Dave Turnbull, Hospitality Sector Officer for Unite the Union, tells The Debrief ‘many people get their first taste of working life waiting tables’ and this is a really important issue. He points out that very few young people stick with hospitality. Along with long hours and low pay, ‘employers skimming off your tips is enough to make most people look elsewhere for a career.’ Every year 350,000 people leave the industry and never return.
Aside from this, anyone who’s ever served behind a bar or waited tables, as many of us have, will know that it’s not exactly easy. As Jane*, a 19-year-old waitress from Scotland says ‘tipping is nice because it is the confirmation that you’ve done a good job. Especially if it’s busy and you get yelled at a lot for things that aren’t your fault. You, as a waitress, are the person that links the kitchen, the waiting staff and the customer together so you’re the fall guy if something goes wrong, as it so often does.’
Tips are important because they’re seen as a reflection of a job well done. Plus, they’re the upside to a sorry situation which sees young waiting staff perved on by the sorts old enough to cough up for a sit-down meal (and old enough to know better): ‘There have been men who will be asking me questions about the menu quite normally and then suddenly they’ll slip in a question like “What underwear are you wearing?”’ She says she makes a calculated decision when this kind of thing happens ‘I could report them to my manager because it shouldn’t happen but I’ll just smile and think “arsehole” because they’ll tip me.’
The general consensus seems to be that if you’re tipping in cash it’s probably going to the staff, although that’s certainly not always the case. If you’re adding your tip on to your card payment, however, it seems that staff rarely see their tips and, worse, are often being given them as a supplement to an already-low wage.
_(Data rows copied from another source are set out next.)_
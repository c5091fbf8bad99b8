//! Steim-1 and Steim-2 difference compression.
//!
//! Data is a sequence of 64-byte frames of sixteen big-endian words.
//! Word 0 of each frame packs sixteen 2-bit control nibbles, one per
//! word. In the first frame, words 1 and 2 hold the forward and reverse
//! integration constants (first and last sample).

use tracing::warn;

use crate::error::{DecodeError, Result};

const FRAME_BYTES: usize = 64;
const WORDS_PER_FRAME: usize = 16;

#[derive(Debug, Clone, Copy, PartialEq, Eq)]
pub enum Variant {
    Steim1,
    Steim2,
}

impl Variant {
    /// Most differences one data word can carry
    fn max_per_word(self) -> usize {
        match self {
            Variant::Steim1 => 4,
            Variant::Steim2 => 7,
        }
    }
}

fn sign_extend(value: u32, bits: u32) -> i32 {
    let shift = 32 - bits;
    ((value << shift) as i32) >> shift
}

/// Push `count` fields of `bits` width, most significant first
fn push_fields(diffs: &mut Vec<i32>, word: u32, count: u32, bits: u32) {
    let mask = if bits == 32 { u32::MAX } else { (1u32 << bits) - 1 };
    for i in (0..count).rev() {
        diffs.push(sign_extend((word >> (i * bits)) & mask, bits));
    }
}

fn unpack_word(variant: Variant, nibble: u32, word: u32, diffs: &mut Vec<i32>) -> Result<()> {
    match (variant, nibble) {
        (_, 0) => {}
        (_, 1) => push_fields(diffs, word, 4, 8),
        (Variant::Steim1, 2) => push_fields(diffs, word, 2, 16),
        (Variant::Steim1, 3) => push_fields(diffs, word, 1, 32),
        (Variant::Steim2, 2) => match word >> 30 {
            1 => push_fields(diffs, word, 1, 30),
            2 => push_fields(diffs, word, 2, 15),
            3 => push_fields(diffs, word, 3, 10),
            dnib => return Err(DecodeError::parse(format!("invalid Steim-2 dnib {} for nibble 2", dnib))),
        },
        (Variant::Steim2, 3) => match word >> 30 {
            0 => push_fields(diffs, word, 5, 6),
            1 => push_fields(diffs, word, 6, 5),
            2 => push_fields(diffs, word, 7, 4),
            dnib => return Err(DecodeError::parse(format!("invalid Steim-2 dnib {} for nibble 3", dnib))),
        },
        (_, n) => return Err(DecodeError::parse(format!("invalid Steim nibble {}", n))),
    }
    Ok(())
}

/// Decode `count` integer samples from Steim frames
pub fn decode(data: &[u8], count: usize, variant: Variant) -> Result<Vec<i32>> {
    let frames = data.len() / FRAME_BYTES;
    if frames == 0 {
        return Err(DecodeError::parse("Steim data shorter than one frame"));
    }

    let capacity = frames * (WORDS_PER_FRAME - 1) * variant.max_per_word();
    if count > capacity {
        return Err(DecodeError::parse(format!(
            "{} Steim frames hold at most {} samples, header declares {}",
            frames, capacity, count
        )));
    }

    let mut diffs: Vec<i32> = Vec::with_capacity(count + 7);
    let mut x0 = 0i32;
    let mut xn = 0i32;

    'frames: for f in 0..frames {
        let frame = &data[f * FRAME_BYTES..(f + 1) * FRAME_BYTES];
        let word = |w: usize| {
            u32::from_be_bytes([frame[w * 4], frame[w * 4 + 1], frame[w * 4 + 2], frame[w * 4 + 3]])
        };
        let nibbles = word(0);

        let mut first_data_word = 1;
        if f == 0 {
            x0 = word(1) as i32;
            xn = word(2) as i32;
            first_data_word = 3;
        }

        for w in first_data_word..WORDS_PER_FRAME {
            let nibble = (nibbles >> (30 - 2 * w as u32)) & 0x3;
            unpack_word(variant, nibble, word(w), &mut diffs)?;
            if diffs.len() >= count {
                break 'frames;
            }
        }
    }

    if diffs.len() < count {
        return Err(DecodeError::parse(format!(
            "Steim frames hold {} differences, header declares {} samples",
            diffs.len(),
            count
        )));
    }

    let mut samples = Vec::with_capacity(count);
    samples.push(x0);
    for diff in &diffs[1..count] {
        let prev = samples[samples.len() - 1];
        samples.push(prev.wrapping_add(*diff));
    }

    if let Some(&last) = samples.last() {
        if last != xn {
            warn!(last, reverse_constant = xn, "Steim integration constant mismatch");
        }
    }

    Ok(samples)
}
use thiserror::Error;

use seis_middleware::{RetryError, TransportError};

#[derive(Error, Debug)]
pub enum SeedLinkError {
    #[error("connection failed: {0}")]
    ConnectionFailed(String),
    #[error("server rejected {command}: {response}")]
    Rejected { command: String, response: String },
    #[error("protocol error: {0}")]
    Protocol(String),
    #[error("timed out waiting for {0}")]
    Timeout(String),
    #[error("authentication failed: {0}")]
    Auth(#[from] AuthError),
    #[error("io error: {0}")]
    Io(#[from] std::io::Error),
}

#[derive(Error, Debug)]
pub enum AuthError {
    #[error("credentials unavailable: {0}")]
    Unavailable(String),
    #[error("auth value exceeds {capacity} bytes")]
    TooLarge { capacity: usize },
    #[error("io error: {0}")]
    Io(#[from] std::io::Error),
}

#[derive(Error, Debug)]
pub enum PublisherError {
    #[error("not connected")]
    NotConnected,
    #[error(transparent)]
    Transport(#[from] TransportError),
    #[error(transparent)]
    Retry(#[from] RetryError),
}

#[derive(Error, Debug)]
pub enum StateError {
    #[error("io error: {0}")]
    Io(#[from] std::io::Error),
    #[error("malformed state file: {0}")]
    Json(#[from] serde_json::Error),
}

#[derive(Error, Debug)]
pub enum ConfigError {
    #[error("invalid server address '{0}'")]
    ServerAddress(String),
    #[error("invalid stream selection '{0}'")]
    Selection(String),
    #[error("stream list {path}: {source}")]
    StreamList {
        path: String,
        #[source]
        source: std::io::Error,
    },
}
To all you waiters and waitresses out there though, take heart. Sajid Javid, Business Secretary, told The Debrief: ‘As far as I'm concerned, tips belong to the staff. I'm getting increasingly concerned about the practice of some restaurants, and will be taking a serious look into the issues raised.’
Tips should be a bonus, a reward for doing a good job and not a way for restaurants to bulk up their own profits, nor legitimise paying their staff the bare minimum.